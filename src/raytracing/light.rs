use super::color::LinearColor;
use super::math::{Ray, Vec3};

#[derive(Debug, Clone, Copy, PartialEq)]
pub enum Light {
    /// Directional light infinitely far away, no falloff.
    Sun { direction: Vec3, color: LinearColor },
    /// Point light with inverse square falloff.
    Bulb { position: Vec3, color: LinearColor },
}

impl Light {
    pub fn color(&self) -> LinearColor {
        match self {
            Light::Sun { color, .. } | Light::Bulb { color, .. } => *color,
        }
    }

    /// Ray from `point` toward the light. `None` when the direction is
    /// undefined: a sun with a zero direction or a bulb sitting on the point.
    pub fn shadow_ray(&self, point: Vec3) -> Option<Ray> {
        match self {
            Light::Sun { direction, .. } => Ray::new(point, *direction),
            Light::Bulb { position, .. } => Ray::new(point, *position - point),
        }
    }

    pub fn distance_from(&self, point: Vec3) -> f64 {
        match self {
            Light::Sun { .. } => f64::INFINITY,
            Light::Bulb { position, .. } => position.distance(point),
        }
    }

    /// Diffuse light reaching a surface with the given `normal` and color.
    /// `shadow_ray` must start at the shaded point and aim at the light.
    pub fn lambert(&self, shadow_ray: &Ray, normal: Vec3, surface_color: LinearColor) -> LinearColor {
        let cosine = shadow_ray.direction().dot(normal).max(0.0);
        let falloff = match self {
            Light::Sun { .. } => 1.0,
            Light::Bulb { position, .. } => {
                let distance_squared = (*position - shadow_ray.origin()).squared_len();
                if distance_squared > 0.0 {
                    1.0 / distance_squared
                } else {
                    0.0
                }
            }
        };
        surface_color * self.color() * (cosine * falloff)
    }
}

════════════════

WORK INSTRUCTION = Copy exactly the lines above, starting at the opening line and finishing at the line in which "direction: Vec3, color: LinearColor" occurs.

RESULT OF THIS EXERCISE =
filename src/raytracing/light.rs
use super::color::LinearColor;
use super::math::{Ray, Vec3};

#[derive(Debug, Clone, Copy, PartialEq)]
pub enum Light {
    /// Directional light infinitely far away, no falloff.
    Sun { direction: Vec3, color: LinearColor },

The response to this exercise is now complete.